Chez Ferrari, rien ne se crée, tout se transforme ! Enfin c'est ce qu'on peut dire du premier V12 de la marque, imaginé en 1945 par
Gioachino Colombo, qui n'a cessé d'être modifié en augmentant sa cylindrée à chaque nouveau modèle de l'usine. Il atteint son apogée
en 1953, avec une cylindrée de 3 litres (250 cm3 par cylindre), délivrant une puissance de 240 ch, qui donnera naissance à toute la
lignée des 250 dont la fantastique GTO.
Si le nom de Colombo est indissociable de cette dynastie de championne, rappelons tout de même que ce dernier quitte Ferrari dès
1950 pour retourner chez Alfa-Roméo et que c'est Aurelio Lampredi qui est chargé par le Commendator de prendre sa succession. En
plus des modifications du fameux V12, il va développer un nouveau moteur de quatre cylindres que Ferrari va utiliser pour la Formule 1,
dominant ainsi largement les championnats de 1952 et 53, mais aussi en l'implantant dans des modèles comme la 500 Mondial, la 625 TF
ou la bestiale 857 S Monza où il culmine à une cylindrée de 3421 cm3, développant 280ch à 6000 tr/min. Le principal atout de ce quatre
cylindres étant d'avoir un couple élevé à bas régime.
C'est avec un décor ainsi planté que nous pourrons mieux comprendre la genèse de cette 250 Monza, un peu particulière, puisque cette
voiture est une sorte d'hybride entre ces deux lignées de bolide. Pour répondre au besoin de ses clients qui veulent une puissance
maximale à haut régime, Ferrari installe en 1954 le V12 Columbo en position longitudinale dans un châssis de type 750 Monza.
Ce moteur est en tout point identique à celui de la 250 MM, première de la lignée 250, avec une cylindrée de 2953 cm3, trois carburateurs
quadruple corps Weber, développant une puissance de 240ch à 7200tr/min, bien entendu toujours couplé à sa boîte à quatre rapports
placée à l'arrière pour une bonne répartition du poids. Coté châssis, c'est une copie parfaite de la 750 Monza avec quatre freins à
tambour hydraulique à double piston et sa fameuse suspension arrière DeDion et son ressort à lames semi-elliptiques transversales. Son
poids à vide est de 850Kg.
Seulement quatre châssis seront construits, trois d'entre eux(0420M, 0432M et 0466M) sont confiés à Pinin Farina et recevront une
carrosserie de style 500 Mondial, le quatrième (0442M) est laissé au bon soin de Scaglietti qui lui donne une carrosserie style 750
Monza, c'est d'ailleurs celui-ci qui vous est présenté ici.
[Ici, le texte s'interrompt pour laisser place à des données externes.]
//! Discord side of the game.
//!
//! Everything players do happens through slash commands, buttons, select menus
//! and modals. The handler turns each interaction into calls on the caches and
//! services in [`crate::state::AppState`] and renders the result as embeds.
//!
//! # Gateway Intents
//!
//! Interactions arrive without any intent. `GUILDS` is requested so the cache
//! knows the servers the bot is in, which the world statistics count and the
//! role setup uses to check that configured roles still exist.

pub mod commands;
pub mod component;
pub mod handler;
pub mod reply;
pub mod start;
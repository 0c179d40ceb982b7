//! Slash commands registered globally on startup.

use serenity::all::{CommandOptionType, CreateCommand, CreateCommandOption, Permissions};

pub const SETUP: &str = "setup";
pub const SETUP_PANELS: &str = "panels";
pub const SETUP_ADVANCED: &str = "advanced";
pub const BACKPACK: &str = "backpack";

/// Every command the bot offers.
///
/// `/setup` is restricted to members who can manage the server.
pub fn global_commands() -> Vec<CreateCommand> {
    vec![
        CreateCommand::new(SETUP)
            .description("Setup commands for the game.")
            .default_member_permissions(Permissions::MANAGE_GUILD)
            .add_option(CreateCommandOption::new(
                CommandOptionType::SubCommand,
                SETUP_PANELS,
                "Setup the panels for the game.",
            ))
            .add_option(CreateCommandOption::new(
                CommandOptionType::SubCommand,
                SETUP_ADVANCED,
                "Setup the advanced settings for the game.",
            )),
        CreateCommand::new(BACKPACK).description("Look into your backpack."),
    ]
}
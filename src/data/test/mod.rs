mod character;
mod inventory;
mod server_settings;
mod town;
mod translation;
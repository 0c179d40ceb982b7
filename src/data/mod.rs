//! Repositories over the SeaORM database connection.
//!
//! Each repository borrows the connection and converts between entity rows and
//! domain models at this boundary, so callers never see `entity` types.

pub mod character;
pub mod inventory;
pub mod server_settings;
pub mod town;
pub mod translation;

#[cfg(test)]
mod test;
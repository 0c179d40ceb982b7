//! `/setup` panels: server language, start panel and world statistics.

use serenity::all::{
    ButtonStyle, CommandInteraction, ComponentInteraction, Context, CreateActionRow, CreateButton,
    CreateEmbed, CreateInteractionResponse, CreateInteractionResponseFollowup,
    CreateInteractionResponseMessage, CreateMessage, CreateSelectMenu, CreateSelectMenuKind,
    CreateSelectMenuOption,
};

use crate::{
    bot::{
        component::Component,
        handler::server_language,
        reply::{self, MENU_COLOR, START_PANEL_COLOR},
    },
    cache::translation::TranslationCache,
    error::AppError,
    model::{town::CAPITAL, translation::Translator},
    state::AppState,
};

/// Discord shows at most 25 options in a select menu.
const MAX_SELECT_OPTIONS: usize = 25;

const WELCOME_DESCRIPTION: &str = "Please select your language below to start the setup process.\n\n\
If you want to change your language later,\n\
you can do so by using the `/setup panels` command again.";

/// Asks for the server language; choosing one posts the start panel.
pub async fn handle_setup_panels(
    state: &AppState,
    ctx: &Context,
    command: &CommandInteraction,
) -> Result<(), AppError> {
    let message = CreateInteractionResponseMessage::new()
        .embed(
            CreateEmbed::new()
                .title("Welcome to Fantasy Frontiers!")
                .description(WELCOME_DESCRIPTION)
                .color(MENU_COLOR),
        )
        .components(vec![language_select(
            &state.translations,
            Component::SetupLanguage,
            None,
        )])
        .ephemeral(true);

    command
        .create_response(&ctx.http, CreateInteractionResponse::Message(message))
        .await?;

    Ok(())
}

pub async fn handle_setup_advanced(
    state: &AppState,
    ctx: &Context,
    command: &CommandInteraction,
) -> Result<(), AppError> {
    let language = server_language(state, command.guild_id).await?;
    let (embed, components) = advanced_panel(state.translations.as_ref(), &language);

    command
        .create_response(
            &ctx.http,
            CreateInteractionResponse::Message(
                CreateInteractionResponseMessage::new()
                    .embed(embed)
                    .components(components)
                    .ephemeral(true),
            ),
        )
        .await?;

    Ok(())
}

/// Stores the server language and posts the start panel into the channel.
pub async fn handle_language(
    state: &AppState,
    ctx: &Context,
    interaction: &ComponentInteraction,
    language: Option<String>,
) -> Result<(), AppError> {
    let Some(guild_id) = interaction.guild_id else {
        return Ok(());
    };
    let language = language
        .filter(|language| state.translations.language(language).is_some())
        .ok_or_else(|| AppError::BadRequest("Unknown language".to_string()))?;

    let mut settings = state.settings.get(guild_id.get()).await?;
    settings.language = language.clone();
    state.settings.put(settings).await?;

    tracing::info!("Guild {} now plays in {}", guild_id, language);

    interaction
        .create_response(
            &ctx.http,
            CreateInteractionResponse::UpdateMessage(
                CreateInteractionResponseMessage::new()
                    .content("Setting up language...")
                    .embeds(Vec::new())
                    .components(Vec::new()),
            ),
        )
        .await?;

    let translations = state.translations.as_ref();
    let (embed, components) = start_panel(translations, &language);
    interaction
        .channel_id
        .send_message(&ctx.http, CreateMessage::new().embed(embed).components(components))
        .await?;

    let (embed, components) = advanced_panel(translations, &language);
    interaction
        .create_followup(
            &ctx.http,
            CreateInteractionResponseFollowup::new()
                .embed(embed)
                .components(components)
                .ephemeral(true),
        )
        .await?;

    Ok(())
}

pub async fn handle_world_statistics(
    state: &AppState,
    ctx: &Context,
    interaction: &ComponentInteraction,
) -> Result<(), AppError> {
    let language = server_language(state, interaction.guild_id).await?;
    let t = state.translations.as_ref();

    let field = |key: &str, value: String| (t.translate(&language, key), format!("```{}```", value), true);
    let embed = CreateEmbed::new()
        .title(format!("📜 {}", t.translate(&language, "modals.worldStats.title")))
        .fields(vec![
            field("modals.worldStats.fields.guilds", ctx.cache.guild_count().to_string()),
            field("modals.worldStats.fields.towns", state.towns.len().to_string()),
            field("modals.worldStats.fields.capital", CAPITAL.to_string()),
            field(
                "modals.worldStats.fields.characters.created",
                state.characters.total_created().to_string(),
            ),
        ]);

    interaction
        .create_response(
            &ctx.http,
            CreateInteractionResponse::Message(
                CreateInteractionResponseMessage::new()
                    .embed(embed)
                    .ephemeral(true),
            ),
        )
        .await?;

    Ok(())
}

/// Select menu listing every loaded language by its own name.
pub fn language_select(
    translations: &TranslationCache,
    component: Component,
    placeholder: Option<String>,
) -> CreateActionRow {
    let options = translations
        .languages()
        .into_iter()
        .take(MAX_SELECT_OPTIONS)
        .map(|language| {
            CreateSelectMenuOption::new(translations.translate(&language, "translation.name"), language)
        })
        .collect();

    let mut menu = CreateSelectMenu::new(component.id(), CreateSelectMenuKind::String { options });
    if let Some(placeholder) = placeholder {
        menu = menu.placeholder(placeholder);
    }

    CreateActionRow::SelectMenu(menu)
}

/// Public panel players start their journey from.
pub fn start_panel(translator: &impl Translator, language: &str) -> (CreateEmbed, Vec<CreateActionRow>) {
    let embed = CreateEmbed::new()
        .title(translator.translate(language, "modals.startPanel.title"))
        .description(translator.translate(language, "modals.startPanel.description"))
        .color(START_PANEL_COLOR);

    let buttons = vec![
        reply::button(
            Component::StartJourney,
            translator.translate(language, "modals.startPanel.start-button"),
            "🎯",
        )
        .style(ButtonStyle::Success),
        reply::button(
            Component::WorldStatistics,
            translator.translate(language, "modals.worldStats.title"),
            "📜",
        ),
    ];

    (embed, reply::button_rows(buttons))
}

/// Entry point to the announcement, role and chat room settings.
pub fn advanced_panel(translator: &impl Translator, language: &str) -> (CreateEmbed, Vec<CreateActionRow>) {
    let embed = CreateEmbed::new()
        .title(translator.translate(language, "modals.advancedSetup.title"))
        .description(translator.translate(language, "modals.advancedSetup.description"))
        .color(MENU_COLOR);

    let buttons: Vec<CreateButton> = vec![
        reply::button(
            Component::SystemAnnouncement,
            translator.translate(language, "modals.advancedSetup.buttons.system-announcement"),
            "📑",
        ),
        reply::button(
            Component::Roles,
            translator.translate(language, "modals.advancedSetup.roles.title"),
            "🫅",
        ),
        reply::button(
            Component::ChatRooms,
            translator.translate(language, "modals.advancedSetup.chatrooms.title"),
            "💬",
        ),
    ];

    (embed, reply::button_rows(buttons))
}
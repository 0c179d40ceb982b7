//! Player characters.
//!
//! A character belongs to exactly one Discord user and is stored across the
//! `characters`, `character_skills`, `character_guilds` and `inventories`
//! tables. The repository reassembles it through [`Character::from_entities`].

use sea_orm::DbErr;

use crate::{
    model::{
        guild::{Guild, GuildCard},
        inventory::Inventory,
        location::Location,
        noble_title::NobleTitle,
        skill::{skill_by_name, Skill},
        stats::Stats,
        town::DEFAULT_TOWN,
    },
    util::parse::parse_snowflake,
};

/// Language new characters use until the player picks another one.
pub const DEFAULT_LANGUAGE: &str = "en-US";

/// Longest first or last name accepted by the character creator.
pub const MAX_NAME_LENGTH: usize = 32;

#[derive(Debug, Clone, PartialEq)]
pub struct Character {
    /// Discord ID of the owning user.
    pub discord_client_id: u64,
    pub language: String,
    pub first_name: String,
    pub last_name: String,
    pub noble_title: Option<NobleTitle>,
    /// Coins held outside the backpack, in bronze.
    pub money: i64,
    pub inventory: Inventory,
    pub stats: Stats,
    /// Learned skills with their experience.
    pub skills: Vec<(&'static Skill, i64)>,
    pub location: Location,
    pub guild_cards: Vec<GuildCard>,
}

impl Character {
    /// A fresh character standing in the marketplace of the starting town.
    pub fn new(
        discord_client_id: u64,
        language: impl Into<String>,
        first_name: impl Into<String>,
        last_name: impl Into<String>,
    ) -> Self {
        Self {
            discord_client_id,
            language: language.into(),
            first_name: first_name.into(),
            last_name: last_name.into(),
            noble_title: None,
            money: 0,
            inventory: Inventory::default(),
            stats: Stats::default(),
            skills: Vec::new(),
            location: Location::town_center(DEFAULT_TOWN),
            guild_cards: Vec::new(),
        }
    }

    pub fn full_name(&self) -> String {
        format!("{} {}", self.first_name, self.last_name)
    }

    /// Base stats with every learned skill applied in learning order.
    pub fn skilled_stats(&self) -> Stats {
        self.skills
            .iter()
            .fold(self.stats, |stats, (skill, experience)| {
                skill.apply(stats, *experience)
            })
    }

    pub fn skill_experience(&self, skill: &Skill) -> Option<i64> {
        self.skills
            .iter()
            .find(|(learned, _)| *learned == skill)
            .map(|(_, experience)| *experience)
    }

    /// Learns a skill or overwrites its experience when already known.
    pub fn set_skill(&mut self, skill: &'static Skill, experience: i64) {
        match self.skills.iter_mut().find(|(learned, _)| *learned == skill) {
            Some((_, current)) => *current = experience,
            None => self.skills.push((skill, experience)),
        }
    }

    pub fn is_in_guild(&self, guild: Guild) -> bool {
        self.guild_cards.iter().any(|card| card.guild == guild)
    }

    /// Adds a membership card. Returns `false` when already a member.
    pub fn join_guild(&mut self, guild: Guild) -> bool {
        if self.is_in_guild(guild) {
            return false;
        }
        self.guild_cards.push(GuildCard::new(guild));
        true
    }

    pub fn guild_card(&self, guild: Guild) -> Option<&GuildCard> {
        self.guild_cards.iter().find(|card| card.guild == guild)
    }

    /// Rebuilds a character from its stored rows.
    ///
    /// # Arguments
    /// - `entity` - Row of the `characters` table
    /// - `skills` - The character's rows of `character_skills`
    /// - `guilds` - The character's rows of `character_guilds`
    /// - `inventory` - The character's inventory row, empty inventory when absent
    ///
    /// # Returns
    /// - `Ok(Character)` - The assembled character
    /// - `Err(DbErr::Custom)` - A stored id, skill, guild, title or location failed to parse
    pub fn from_entities(
        entity: entity::character::Model,
        skills: Vec<entity::character_skill::Model>,
        guilds: Vec<entity::character_guild::Model>,
        inventory: Option<entity::inventory::Model>,
    ) -> Result<Self, DbErr> {
        let corrupt = |e: &dyn std::fmt::Display| DbErr::Custom(e.to_string());

        let noble_title = entity
            .noble_title
            .as_deref()
            .map(str::parse::<NobleTitle>)
            .transpose()
            .map_err(|e| corrupt(&e))?;

        let inventory = match inventory {
            Some(row) => Inventory::from_json(&row.inventory).map_err(|e| corrupt(&e))?,
            None => Inventory::default(),
        };

        let skills = skills
            .into_iter()
            .map(|row| skill_by_name(&row.skill_name).map(|skill| (skill, row.experience)))
            .collect::<Result<Vec<_>, _>>()
            .map_err(|e| corrupt(&e))?;

        let guild_cards = guilds
            .into_iter()
            .map(|row| {
                row.guild_name.parse::<Guild>().map(|guild| GuildCard {
                    guild,
                    xp: row.experience,
                })
            })
            .collect::<Result<Vec<_>, _>>()
            .map_err(|e| corrupt(&e))?;

        Ok(Self {
            discord_client_id: parse_snowflake(&entity.discord_client_id, "discord_client_id")?,
            language: entity.language,
            first_name: entity.first_name,
            last_name: entity.last_name,
            noble_title,
            money: entity.money,
            inventory,
            stats: Stats {
                health_points: entity.health_points,
                mana_points: entity.mana_points,
                strength: entity.strength,
                vitality: entity.vitality,
                dexterity: entity.dexterity,
                agility: entity.agility,
                intelligence: entity.intelligence,
                magic: entity.magic,
                charisma: entity.charisma,
                reputation: entity.reputation,
                luck: entity.luck,
            },
            skills,
            location: entity.location.parse().map_err(|e| corrupt(&e))?,
            guild_cards,
        })
    }
}

/// Checks a first or last name typed into the character creator.
pub fn is_valid_name(name: &str) -> bool {
    let length = name.trim().chars().count();
    (1..=MAX_NAME_LENGTH).contains(&length)
}
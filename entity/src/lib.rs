//! SeaORM entity models for the Fantasy Frontiers database.
//!
//! One module per table. Discord snowflakes are stored as strings and parsed
//! back into `u64` at the repository boundary.

pub mod prelude;

pub mod character;
pub mod character_guild;
pub mod character_skill;
pub mod chat_room;
pub mod connection;
pub mod guild_role;
pub mod inventory;
pub mod server_settings;
pub mod town;
pub mod translation;
use crate::{
    data::server_settings::ServerSettingsRepository,
    model::{
        guild::Guild,
        settings::{ChannelKind, ChatRoom, ChatRoomType, ServerSettings, SystemAnnouncement},
    },
};
use sea_orm::DbErr;
use test_utils::{builder::TestBuilder, factory};

mod find;
mod guild_roles_for;
mod set_chat_room;
mod set_guild_role;
mod upsert;
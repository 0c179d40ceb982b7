use std::num::ParseIntError;
use thiserror::Error;

/// Internal issues with the codebase indicating unexpected behavior & possible bugs
#[derive(Error, Debug)]
pub enum InternalError {
    /// Failure to parse a stored Discord id from String
    #[error("Failed to parse ID from String '{value}': {source}")]
    ParseStringId {
        /// The string value that failed to parse
        value: String,
        /// The underlying parse error
        #[source]
        source: ParseIntError,
    },
}
//! Server settings factory for creating test configuration rows.

use crate::factory::helpers::next_id;
use sea_orm::{ActiveModelTrait, ActiveValue, DatabaseConnection, DbErr};

/// Factory for creating test server settings.
pub struct ServerSettingsFactory<'a> {
    db: &'a DatabaseConnection,
    guild_id: String,
    language: String,
    system_announcement_type: String,
    system_announcement_channel_id: Option<String>,
}

impl<'a> ServerSettingsFactory<'a> {
    /// Creates a new ServerSettingsFactory with default values.
    ///
    /// Defaults:
    /// - guild_id: auto-incremented number
    /// - language: `"en-US"`
    /// - system announcements turned off
    pub fn new(db: &'a DatabaseConnection) -> Self {
        Self {
            db,
            guild_id: next_id().to_string(),
            language: "en-US".to_string(),
            system_announcement_type: "NONE".to_string(),
            system_announcement_channel_id: None,
        }
    }

    pub fn guild_id(mut self, guild_id: impl Into<String>) -> Self {
        self.guild_id = guild_id.into();
        self
    }

    pub fn language(mut self, language: impl Into<String>) -> Self {
        self.language = language.into();
        self
    }

    /// Sends system announcements to the given channel.
    pub fn announcement_channel(mut self, channel_id: impl Into<String>) -> Self {
        self.system_announcement_type = "CHANNEL".to_string();
        self.system_announcement_channel_id = Some(channel_id.into());
        self
    }

    /// Builds and inserts the settings row.
    ///
    /// # Returns
    /// - `Ok(entity::server_settings::Model)` - Created settings row
    /// - `Err(DbErr)` - Database error during insert
    pub async fn build(self) -> Result<entity::server_settings::Model, DbErr> {
        entity::server_settings::ActiveModel {
            guild_id: ActiveValue::Set(self.guild_id),
            language: ActiveValue::Set(self.language),
            system_announcement_type: ActiveValue::Set(self.system_announcement_type),
            system_announcement_channel_id: ActiveValue::Set(self.system_announcement_channel_id),
        }
        .insert(self.db)
        .await
    }
}

/// Creates server settings with default values.
pub async fn create_server_settings(
    db: &DatabaseConnection,
) -> Result<entity::server_settings::Model, DbErr> {
    ServerSettingsFactory::new(db).build().await
}

/// Creates a guild role mapping with a generated role id.
///
/// # Arguments
/// - `db` - Database connection
/// - `guild_id` - Discord ID of the server
/// - `ingame_guild` - In-game guild name, e.g. `"MERCHANTS_GUILD"`
///
/// # Returns
/// - `Ok(entity::guild_role::Model)` - Created mapping
/// - `Err(DbErr)` - Database error during insert
pub async fn create_guild_role(
    db: &DatabaseConnection,
    guild_id: &str,
    ingame_guild: &str,
) -> Result<entity::guild_role::Model, DbErr> {
    entity::guild_role::ActiveModel {
        guild_id: ActiveValue::Set(guild_id.to_string()),
        ingame_guild: ActiveValue::Set(ingame_guild.to_string()),
        role_id: ActiveValue::Set(next_id().to_string()),
    }
    .insert(db)
    .await
}
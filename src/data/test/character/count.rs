use super::*;

/// Tests counting stored characters.
///
/// Expected: Ok with 0 for an empty table, then the number of created rows
#[tokio::test]
async fn counts_characters() -> Result<(), DbErr> {
    let test = TestBuilder::new()
        .with_character_tables()
        .build()
        .await
        .unwrap();
    let db = test.db.as_ref().unwrap();

    let repo = CharacterRepository::new(db);
    assert_eq!(repo.count().await?, 0);

    factory::create_character(db).await?;
    factory::create_character(db).await?;
    factory::create_character(db).await?;

    assert_eq!(repo.count().await?, 3);

    Ok(())
}
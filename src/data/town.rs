//! Town data repository.
//!
//! Towns are static world data imported by the `migrate` command and read once
//! into the town cache at startup.

use migration::OnConflict;
use sea_orm::{ActiveValue, DatabaseConnection, DbErr, EntityTrait, QueryOrder};

use crate::model::town::Town;

pub struct TownRepository<'a> {
    db: &'a DatabaseConnection,
}

impl<'a> TownRepository<'a> {
    /// Creates a new TownRepository instance.
    ///
    /// # Arguments
    /// - `db` - Reference to the database connection
    pub fn new(db: &'a DatabaseConnection) -> Self {
        Self { db }
    }

    /// Gets every town with its outgoing connections, ordered by name.
    ///
    /// # Returns
    /// - `Ok(Vec<Town>)` - All stored towns, empty before the first import
    /// - `Err(DbErr)` - Database error during query
    pub async fn get_all(&self) -> Result<Vec<Town>, DbErr> {
        let towns = entity::prelude::Town::find()
            .order_by_asc(entity::town::Column::Name)
            .find_with_related(entity::prelude::Connection)
            .all(self.db)
            .await?;

        Ok(towns
            .into_iter()
            .map(|(town, connections)| Town::from_entity(town, connections))
            .collect())
    }

    /// Inserts or updates towns and their connections.
    ///
    /// Connections of an existing town that are not listed anymore are kept;
    /// distances of listed ones are overwritten.
    ///
    /// # Arguments
    /// - `towns` - Towns to write
    ///
    /// # Returns
    /// - `Ok(usize)` - Number of towns written
    /// - `Err(DbErr)` - Database error during upsert
    pub async fn upsert_many(&self, towns: &[Town]) -> Result<usize, DbErr> {
        for town in towns {
            entity::prelude::Town::insert(entity::town::ActiveModel {
                name: ActiveValue::Set(town.name.clone()),
                x: ActiveValue::Set(town.coords.x),
                y: ActiveValue::Set(town.coords.y),
                town_type: ActiveValue::Set(town.town_type.clone()),
                population: ActiveValue::Set(town.population),
                temperature: ActiveValue::Set(town.temperature),
                humidity: ActiveValue::Set(town.humidity),
                capital: ActiveValue::Set(town.features.capital),
                citadel: ActiveValue::Set(town.features.citadel),
                plaza: ActiveValue::Set(town.features.plaza),
                port: ActiveValue::Set(town.features.port),
                shanty: ActiveValue::Set(town.features.shanty),
                temple: ActiveValue::Set(town.features.temple),
                walls: ActiveValue::Set(town.features.walls),
                blacksmith: ActiveValue::Set(town.features.blacksmith),
                herb_garden: ActiveValue::Set(town.features.herb_garden),
                merchants_guild: ActiveValue::Set(town.features.merchants_guild),
                adventurers_guild: ActiveValue::Set(town.features.adventurers_guild),
                blacksmiths_guild: ActiveValue::Set(town.features.blacksmiths_guild),
                herbologists_guild: ActiveValue::Set(town.features.herbologists_guild),
            })
            .on_conflict(
                OnConflict::column(entity::town::Column::Name)
                    .update_columns([
                        entity::town::Column::X,
                        entity::town::Column::Y,
                        entity::town::Column::TownType,
                        entity::town::Column::Population,
                        entity::town::Column::Temperature,
                        entity::town::Column::Humidity,
                        entity::town::Column::Capital,
                        entity::town::Column::Citadel,
                        entity::town::Column::Plaza,
                        entity::town::Column::Port,
                        entity::town::Column::Shanty,
                        entity::town::Column::Temple,
                        entity::town::Column::Walls,
                        entity::town::Column::Blacksmith,
                        entity::town::Column::HerbGarden,
                        entity::town::Column::MerchantsGuild,
                        entity::town::Column::AdventurersGuild,
                        entity::town::Column::BlacksmithsGuild,
                        entity::town::Column::HerbologistsGuild,
                    ])
                    .to_owned(),
            )
            .exec(self.db)
            .await?;

            for connection in &town.connections {
                entity::prelude::Connection::insert(entity::connection::ActiveModel {
                    town_name: ActiveValue::Set(town.name.clone()),
                    destination: ActiveValue::Set(connection.name.clone()),
                    distance: ActiveValue::Set(connection.distance as i32),
                })
                .on_conflict(
                    OnConflict::columns([
                        entity::connection::Column::TownName,
                        entity::connection::Column::Destination,
                    ])
                    .update_column(entity::connection::Column::Distance)
                    .to_owned(),
                )
                .exec(self.db)
                .await?;
            }
        }

        Ok(towns.len())
    }
}
//! Journeys in progress.
//!
//! The manager only tracks travels; the scheduler job drives it once per
//! second through [`TravelManager::tick`] and performs the Discord side effects
//! for the events it returns.

use std::sync::Arc;

use chrono::{DateTime, Utc};
use rand::Rng;

use crate::{
    cache::SnapshotMap,
    model::travel::{Encounter, Travel},
};

/// Something that happened to a travel during a tick.
#[derive(Debug, Clone, PartialEq)]
pub enum TravelEvent {
    /// The travel ended and was removed from the manager.
    Arrived(Travel),
    /// Items were found on the road.
    Encounter { travel: Travel, encounter: Encounter },
}

/// Travels keyed by the traveling character's Discord ID.
#[derive(Default)]
pub struct TravelManager {
    travels: SnapshotMap<u64, Travel>,
}

impl TravelManager {
    pub fn new() -> Self {
        Self::default()
    }

    /// Starts tracking a travel, replacing any previous travel of the character.
    pub fn add(&self, travel: Travel) {
        tracing::debug!(
            "User {} started travelling from {} to {}",
            travel.character_id,
            travel.start_town,
            travel.connection.name
        );
        self.travels.insert(travel.character_id, travel);
    }

    pub fn remove(&self, character_id: u64) -> Option<Travel> {
        self.travels.remove(&character_id)
    }

    pub fn get(&self, character_id: u64) -> Option<Travel> {
        self.travels.get(&character_id)
    }

    pub fn get_all(&self) -> Vec<Travel> {
        self.travels.snapshot().values().cloned().collect()
    }

    pub fn is_traveling(&self, character_id: u64) -> bool {
        self.travels.contains(&character_id)
    }

    pub fn len(&self) -> usize {
        self.travels.len()
    }

    pub fn is_empty(&self) -> bool {
        self.len() == 0
    }

    /// Advances every travel to `now`.
    ///
    /// Finished travels are removed and reported as [`TravelEvent::Arrived`].
    /// The others roll for an encounter, which updates their last interruption.
    pub fn tick(&self, now: DateTime<Utc>, rng: &mut impl Rng) -> Vec<TravelEvent> {
        self.travels.update(|travels| {
            let arrived: Vec<u64> = travels
                .values()
                .filter(|travel| travel.has_arrived(now))
                .map(|travel| travel.character_id)
                .collect();

            let mut events: Vec<TravelEvent> = arrived
                .into_iter()
                .filter_map(|id| travels.remove(&id))
                .map(TravelEvent::Arrived)
                .collect();

            for travel in travels.values_mut() {
                if let Some(encounter) = travel.roll_encounter(now, rng) {
                    events.push(TravelEvent::Encounter {
                        travel: travel.clone(),
                        encounter,
                    });
                }
            }

            events
        })
    }

    /// Removes and returns every travel, used on shutdown to clean up threads.
    pub fn stop(&self) -> Vec<Travel> {
        let travels: Arc<_> = self.travels.snapshot();
        self.travels.clear();
        travels.values().cloned().collect()
    }
}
Après avoir participé à un maximum de course en Europe, 0420M retournera chez Pini Farina en décembre 1954 après qu'elle a été
gravement endommagée à Zandvoort et sera reconstruite. C’est là que l’histoire de ce châssis devient brumeuse : certains disent qu’il a
simplement reçu une nouvelle carrosserie, mais d’autres avancent la thèse qu’un cinquième châssis, construit en réserve par Ferrari,
aurait été utilisé et aurait repris le même numéro. Pour les puristes, 0420M ne serait donc plus d’origine.
0432M, après avoir couru brillamment en 54 et 55, est racheté par Luigi Chinetti, l'importateur Ferrari aux USA en 1957. Il est à
noter que ce châssis est le premier des quatre à être sorti de l'usine de Maranello le 12 mai alors que 0420M n'en sort que le 26 juin.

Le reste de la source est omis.